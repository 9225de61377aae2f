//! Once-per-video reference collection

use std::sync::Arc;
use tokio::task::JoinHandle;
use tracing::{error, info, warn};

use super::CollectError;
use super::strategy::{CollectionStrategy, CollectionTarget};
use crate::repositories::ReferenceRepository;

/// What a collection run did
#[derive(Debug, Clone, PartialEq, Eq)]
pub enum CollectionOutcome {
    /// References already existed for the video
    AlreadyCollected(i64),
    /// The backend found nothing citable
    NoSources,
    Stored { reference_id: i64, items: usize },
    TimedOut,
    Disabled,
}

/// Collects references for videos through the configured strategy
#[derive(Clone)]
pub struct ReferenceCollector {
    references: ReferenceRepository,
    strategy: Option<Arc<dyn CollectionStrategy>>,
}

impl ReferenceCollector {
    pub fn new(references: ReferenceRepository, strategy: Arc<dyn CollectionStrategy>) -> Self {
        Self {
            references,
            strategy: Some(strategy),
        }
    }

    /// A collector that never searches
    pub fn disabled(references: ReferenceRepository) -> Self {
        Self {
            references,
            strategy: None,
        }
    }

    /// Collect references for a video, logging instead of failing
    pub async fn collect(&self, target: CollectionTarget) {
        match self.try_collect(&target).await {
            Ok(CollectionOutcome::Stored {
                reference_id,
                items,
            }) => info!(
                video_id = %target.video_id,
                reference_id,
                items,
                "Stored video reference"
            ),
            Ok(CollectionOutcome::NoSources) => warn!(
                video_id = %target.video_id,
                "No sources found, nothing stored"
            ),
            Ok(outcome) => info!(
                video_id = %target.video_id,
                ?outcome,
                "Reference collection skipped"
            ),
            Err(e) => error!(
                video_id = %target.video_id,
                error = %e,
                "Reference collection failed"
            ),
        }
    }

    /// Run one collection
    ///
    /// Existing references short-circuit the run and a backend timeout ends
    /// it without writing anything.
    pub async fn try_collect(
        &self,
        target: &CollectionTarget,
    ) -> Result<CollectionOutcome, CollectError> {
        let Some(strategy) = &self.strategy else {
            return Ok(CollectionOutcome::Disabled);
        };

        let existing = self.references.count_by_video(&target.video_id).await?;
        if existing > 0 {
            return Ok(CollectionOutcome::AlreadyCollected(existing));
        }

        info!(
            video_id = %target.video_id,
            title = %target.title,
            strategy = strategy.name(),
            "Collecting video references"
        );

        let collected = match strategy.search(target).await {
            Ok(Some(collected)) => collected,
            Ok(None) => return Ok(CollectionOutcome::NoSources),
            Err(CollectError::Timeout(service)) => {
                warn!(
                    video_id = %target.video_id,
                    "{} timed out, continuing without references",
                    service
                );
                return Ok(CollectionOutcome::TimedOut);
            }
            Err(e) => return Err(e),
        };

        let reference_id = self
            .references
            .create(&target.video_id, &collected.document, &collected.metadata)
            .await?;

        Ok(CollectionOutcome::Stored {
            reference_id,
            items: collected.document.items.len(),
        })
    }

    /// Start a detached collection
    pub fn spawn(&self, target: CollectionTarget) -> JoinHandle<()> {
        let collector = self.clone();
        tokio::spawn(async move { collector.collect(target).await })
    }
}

###

TASK TO COMPLETE:
Take exactly the lines from the one containing "let reference_id = self" through the one containing "let collector = self.clone();" in the data above, and output them with nothing added.

RESULT:
        let reference_id = self
            .references
            .create(&target.video_id, &collected.document, &collected.metadata)
            .await?;

        Ok(CollectionOutcome::Stored {
            reference_id,
            items: collected.document.items.len(),
        })
    }

    /// Start a detached collection
    pub fn spawn(&self, target: CollectionTarget) -> JoinHandle<()> {
        let collector = self.clone();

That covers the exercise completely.